The input
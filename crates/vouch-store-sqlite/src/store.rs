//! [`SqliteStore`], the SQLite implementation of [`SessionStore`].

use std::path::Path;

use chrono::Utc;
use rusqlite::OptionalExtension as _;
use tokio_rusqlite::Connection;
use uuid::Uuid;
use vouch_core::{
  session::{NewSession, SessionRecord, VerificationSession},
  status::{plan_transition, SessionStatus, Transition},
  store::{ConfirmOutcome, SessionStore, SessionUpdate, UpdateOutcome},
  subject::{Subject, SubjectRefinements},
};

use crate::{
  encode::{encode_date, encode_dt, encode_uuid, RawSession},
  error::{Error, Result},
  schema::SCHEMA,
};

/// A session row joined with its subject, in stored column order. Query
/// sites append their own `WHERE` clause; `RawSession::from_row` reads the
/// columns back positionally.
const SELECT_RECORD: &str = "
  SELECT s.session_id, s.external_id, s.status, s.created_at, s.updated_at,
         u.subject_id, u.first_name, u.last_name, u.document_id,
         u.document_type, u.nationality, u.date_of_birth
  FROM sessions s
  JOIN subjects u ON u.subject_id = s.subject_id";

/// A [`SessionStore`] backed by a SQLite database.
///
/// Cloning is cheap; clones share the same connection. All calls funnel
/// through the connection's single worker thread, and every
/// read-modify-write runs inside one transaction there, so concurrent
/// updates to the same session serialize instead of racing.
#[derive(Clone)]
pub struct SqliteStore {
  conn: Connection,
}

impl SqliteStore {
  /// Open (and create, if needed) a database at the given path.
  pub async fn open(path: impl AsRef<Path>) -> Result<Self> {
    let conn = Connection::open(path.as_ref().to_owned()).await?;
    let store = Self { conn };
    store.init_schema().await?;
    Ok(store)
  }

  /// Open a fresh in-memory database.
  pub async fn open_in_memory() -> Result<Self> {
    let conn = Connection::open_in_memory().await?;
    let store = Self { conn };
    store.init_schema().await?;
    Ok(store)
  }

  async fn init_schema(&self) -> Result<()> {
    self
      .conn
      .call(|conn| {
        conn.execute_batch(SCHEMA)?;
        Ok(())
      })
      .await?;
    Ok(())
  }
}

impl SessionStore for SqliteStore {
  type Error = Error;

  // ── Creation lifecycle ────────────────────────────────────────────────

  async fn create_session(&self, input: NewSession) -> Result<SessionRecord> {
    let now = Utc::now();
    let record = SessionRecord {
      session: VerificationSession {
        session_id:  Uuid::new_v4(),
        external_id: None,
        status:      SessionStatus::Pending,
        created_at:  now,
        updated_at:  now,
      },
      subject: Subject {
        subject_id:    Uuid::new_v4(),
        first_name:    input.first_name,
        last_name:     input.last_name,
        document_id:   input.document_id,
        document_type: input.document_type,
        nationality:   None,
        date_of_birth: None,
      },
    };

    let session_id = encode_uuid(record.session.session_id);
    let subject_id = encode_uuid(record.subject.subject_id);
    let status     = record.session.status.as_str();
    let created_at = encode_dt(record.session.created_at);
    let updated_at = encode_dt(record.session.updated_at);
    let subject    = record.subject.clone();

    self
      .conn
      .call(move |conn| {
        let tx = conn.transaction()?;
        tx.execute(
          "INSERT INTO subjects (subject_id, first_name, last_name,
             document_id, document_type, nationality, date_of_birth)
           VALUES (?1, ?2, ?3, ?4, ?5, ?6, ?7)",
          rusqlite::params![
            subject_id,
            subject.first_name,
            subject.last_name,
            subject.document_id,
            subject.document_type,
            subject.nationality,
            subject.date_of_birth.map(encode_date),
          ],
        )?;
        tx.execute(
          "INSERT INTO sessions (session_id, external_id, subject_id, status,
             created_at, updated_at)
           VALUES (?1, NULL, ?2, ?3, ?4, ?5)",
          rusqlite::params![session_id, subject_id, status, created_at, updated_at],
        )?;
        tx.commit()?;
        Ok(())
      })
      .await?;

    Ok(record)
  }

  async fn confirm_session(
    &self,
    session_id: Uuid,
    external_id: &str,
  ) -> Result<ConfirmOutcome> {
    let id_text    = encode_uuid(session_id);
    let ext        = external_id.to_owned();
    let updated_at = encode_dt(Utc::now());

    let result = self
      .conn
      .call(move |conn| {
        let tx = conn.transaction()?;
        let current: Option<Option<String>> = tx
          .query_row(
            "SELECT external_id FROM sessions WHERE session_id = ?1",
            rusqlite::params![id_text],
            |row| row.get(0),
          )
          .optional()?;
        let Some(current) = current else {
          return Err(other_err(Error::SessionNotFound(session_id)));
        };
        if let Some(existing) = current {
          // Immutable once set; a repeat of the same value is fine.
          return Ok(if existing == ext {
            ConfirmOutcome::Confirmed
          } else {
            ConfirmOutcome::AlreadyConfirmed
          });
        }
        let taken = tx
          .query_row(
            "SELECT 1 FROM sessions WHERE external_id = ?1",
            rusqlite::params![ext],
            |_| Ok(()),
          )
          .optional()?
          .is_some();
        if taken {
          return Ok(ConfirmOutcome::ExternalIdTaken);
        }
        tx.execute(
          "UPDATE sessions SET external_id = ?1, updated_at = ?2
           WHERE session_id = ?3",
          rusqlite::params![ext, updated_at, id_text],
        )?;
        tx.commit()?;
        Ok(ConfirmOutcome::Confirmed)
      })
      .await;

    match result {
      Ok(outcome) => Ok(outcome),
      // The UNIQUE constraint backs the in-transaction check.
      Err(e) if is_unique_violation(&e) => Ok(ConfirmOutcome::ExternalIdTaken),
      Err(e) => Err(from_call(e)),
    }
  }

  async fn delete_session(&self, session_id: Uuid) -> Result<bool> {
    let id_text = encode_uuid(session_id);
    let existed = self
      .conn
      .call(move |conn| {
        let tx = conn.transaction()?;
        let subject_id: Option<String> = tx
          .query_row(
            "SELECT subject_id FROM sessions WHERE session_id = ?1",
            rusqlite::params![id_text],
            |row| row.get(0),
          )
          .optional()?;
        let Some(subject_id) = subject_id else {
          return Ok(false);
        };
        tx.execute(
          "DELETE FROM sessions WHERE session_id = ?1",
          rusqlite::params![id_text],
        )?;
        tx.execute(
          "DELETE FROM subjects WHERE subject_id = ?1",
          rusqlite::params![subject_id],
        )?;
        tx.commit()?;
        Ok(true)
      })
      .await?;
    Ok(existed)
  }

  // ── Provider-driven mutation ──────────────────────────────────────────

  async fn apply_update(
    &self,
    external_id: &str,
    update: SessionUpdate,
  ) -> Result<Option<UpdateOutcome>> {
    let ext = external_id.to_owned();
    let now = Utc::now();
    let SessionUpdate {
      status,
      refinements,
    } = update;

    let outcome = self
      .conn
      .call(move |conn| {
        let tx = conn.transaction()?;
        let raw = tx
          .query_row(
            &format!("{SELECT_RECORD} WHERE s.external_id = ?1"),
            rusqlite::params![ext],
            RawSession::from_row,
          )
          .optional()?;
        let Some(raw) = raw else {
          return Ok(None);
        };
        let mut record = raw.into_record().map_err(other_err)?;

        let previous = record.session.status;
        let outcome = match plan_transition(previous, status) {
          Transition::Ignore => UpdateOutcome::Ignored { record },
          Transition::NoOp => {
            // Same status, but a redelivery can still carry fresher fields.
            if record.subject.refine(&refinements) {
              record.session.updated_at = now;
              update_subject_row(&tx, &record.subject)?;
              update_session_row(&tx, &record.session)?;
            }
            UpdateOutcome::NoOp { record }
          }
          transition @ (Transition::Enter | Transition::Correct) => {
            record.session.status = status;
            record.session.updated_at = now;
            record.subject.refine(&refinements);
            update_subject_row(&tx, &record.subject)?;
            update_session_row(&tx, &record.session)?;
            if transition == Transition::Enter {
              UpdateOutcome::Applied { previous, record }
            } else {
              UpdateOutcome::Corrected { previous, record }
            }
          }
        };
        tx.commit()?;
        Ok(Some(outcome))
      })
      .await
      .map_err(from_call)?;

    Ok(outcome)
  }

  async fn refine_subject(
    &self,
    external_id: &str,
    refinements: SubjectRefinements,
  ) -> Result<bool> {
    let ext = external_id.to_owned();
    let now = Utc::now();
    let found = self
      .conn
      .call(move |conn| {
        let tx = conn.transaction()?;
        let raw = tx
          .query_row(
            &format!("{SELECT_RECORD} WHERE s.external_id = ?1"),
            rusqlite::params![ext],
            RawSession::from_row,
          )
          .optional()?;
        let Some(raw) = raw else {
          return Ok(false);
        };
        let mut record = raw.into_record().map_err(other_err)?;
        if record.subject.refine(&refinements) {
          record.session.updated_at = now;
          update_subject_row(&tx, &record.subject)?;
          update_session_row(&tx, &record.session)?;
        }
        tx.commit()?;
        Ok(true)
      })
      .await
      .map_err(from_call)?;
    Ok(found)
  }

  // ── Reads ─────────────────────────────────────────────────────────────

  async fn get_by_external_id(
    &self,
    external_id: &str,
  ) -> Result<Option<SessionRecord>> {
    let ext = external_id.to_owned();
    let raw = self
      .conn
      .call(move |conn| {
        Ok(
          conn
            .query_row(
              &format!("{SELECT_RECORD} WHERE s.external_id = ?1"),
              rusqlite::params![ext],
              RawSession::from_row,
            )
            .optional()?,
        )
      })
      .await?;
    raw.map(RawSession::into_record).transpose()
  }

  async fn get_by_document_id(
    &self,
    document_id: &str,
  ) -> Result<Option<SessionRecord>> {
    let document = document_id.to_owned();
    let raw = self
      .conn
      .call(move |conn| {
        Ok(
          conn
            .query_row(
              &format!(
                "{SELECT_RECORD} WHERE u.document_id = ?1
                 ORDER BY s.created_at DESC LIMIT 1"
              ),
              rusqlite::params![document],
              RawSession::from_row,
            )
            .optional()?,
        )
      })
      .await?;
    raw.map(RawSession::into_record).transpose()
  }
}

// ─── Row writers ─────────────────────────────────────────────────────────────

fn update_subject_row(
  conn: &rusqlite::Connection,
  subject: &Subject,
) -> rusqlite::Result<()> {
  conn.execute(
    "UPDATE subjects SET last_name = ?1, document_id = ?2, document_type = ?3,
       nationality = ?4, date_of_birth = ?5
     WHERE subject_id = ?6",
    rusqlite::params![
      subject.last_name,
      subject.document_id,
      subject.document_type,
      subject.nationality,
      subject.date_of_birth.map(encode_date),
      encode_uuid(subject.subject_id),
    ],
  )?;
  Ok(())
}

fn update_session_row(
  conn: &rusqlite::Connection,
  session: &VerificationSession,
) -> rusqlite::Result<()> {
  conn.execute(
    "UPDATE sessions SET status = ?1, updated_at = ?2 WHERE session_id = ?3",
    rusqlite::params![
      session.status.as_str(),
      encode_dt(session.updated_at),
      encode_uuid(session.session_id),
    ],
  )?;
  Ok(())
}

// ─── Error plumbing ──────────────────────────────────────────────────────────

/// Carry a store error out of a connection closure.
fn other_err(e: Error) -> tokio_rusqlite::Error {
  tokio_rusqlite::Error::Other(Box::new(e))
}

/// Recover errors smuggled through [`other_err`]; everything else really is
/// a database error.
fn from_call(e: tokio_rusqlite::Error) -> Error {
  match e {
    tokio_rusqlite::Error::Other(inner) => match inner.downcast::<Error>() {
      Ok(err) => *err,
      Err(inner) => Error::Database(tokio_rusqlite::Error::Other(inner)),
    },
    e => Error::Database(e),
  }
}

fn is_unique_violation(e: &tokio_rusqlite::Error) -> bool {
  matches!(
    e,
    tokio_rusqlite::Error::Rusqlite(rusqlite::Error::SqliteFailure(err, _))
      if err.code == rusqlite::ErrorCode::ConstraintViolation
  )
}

What needs to be done
All lines of the records above that contain the word "ExternalIdTaken" are to be copied out.

Solution for this task
          return Ok(ConfirmOutcome::ExternalIdTaken);
      Err(e) if is_unique_violation(&e) => Ok(ConfirmOutcome::ExternalIdTaken),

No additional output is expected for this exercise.